Letters to the editor, March 3 - March 9

Posted

The Editor:

On Tuesday, March 15 there is a very special farming election. Theresa Sygitowicz is a candidate for Whatcom Conservation District supervisor.

As a lifelong resident with farming experience and a solid record of public service, she is in tune to local issues that challenge our way of life. As a past member of the Farm Service Agency board, she is current on the conservation district programs.

We need to protect our water rights: residential, agriculture and private wells. We need to both promote and protect local agriculture. We must have open and transparent procedures. Let’s review each of the current conservation programs for actual benefit and viability. All conservation district policies need to be based on best practices, best available science and plain old common sense.

To vote, you must come in person on Tuesday, March 15 to the conservation district office at 6975 Hannegan Road. Polls will be open from 9 a.m. to 6 p.m. All Whatcom County registered voters may vote. Free shuttle service to the polls from the Lynden and Ferndale senior centers will run between 10 a.m. and 1 p.m.

Please vote Theresa Sygitowicz for Whatcom Conservation District. Together we can make Whatcom County’s agriculture economy strong.

Larry and Cheryl DeHaan

Lynden 

The Editor:

Bob Milne is coming to Blaine! This is an opportunity to hear the “best ragtime/boogie-woogie pianist on the planet” and to make a contribution to your community.

Bob was designated a National Treasure by the Library of Congress and named a musical ambassador by the U.S. Department of State. He plays by ear – the music comes from inside his head, not from sheet music. He comes on stage, gets a feel for his audience and knows what to play.

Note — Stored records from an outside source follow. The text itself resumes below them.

//! Convenient imports.
//!
//! ```ignore
//! use tsdb::prelude::*;
//!
//! let db = Tsdb::new();
//! db.write_gauge(None, 0, 1.0, Some("cpu"), &Default::default(), Some(10), Some(100))?;
//! ```

pub use crate::{
    resolve_selectors, substitute_aliases, verify_metric_ids_union, Cell, Error, MetricId,
    MetricRecord, MetricType, ResolvedSelector, RetryPolicy, Result, Row, Sample, Selector, Tsdb,
    TsdbBuilder,
};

Come to the Blaine schools Performing Arts Center on March 18 at 7:30 p.m. for an evening of fun, upbeat music. Tickets are $15 for adults and $10 for students. Proceeds from this concert will benefit Blaine Library improvements.

See you there!

Theresa Pomeroy

Blaine 

The Editor:

I am deeply disturbed that a racist comment against the Lummi by a person filling out a Northwest Jobs Alliance online comment form on the 2016 Comprehensive Plan Update would have been forwarded by the Northwest Jobs Alliance to Whatcom County Council and copied to Becky Boxx (planning) and the county executive. The comment by “g” (no full name/identity was provided) was one of the 24 comments that were forwarded by the Northwest Jobs Alliance to the county council on January 22, 2016.

I can understand that Whatcom County Council may not have had time to review in detail the large volume of comments on the 2016 Comprehensive Plan Update that have been posted so far on their website, and they promptly removed the racist comment by “g” when it was brought to their attention.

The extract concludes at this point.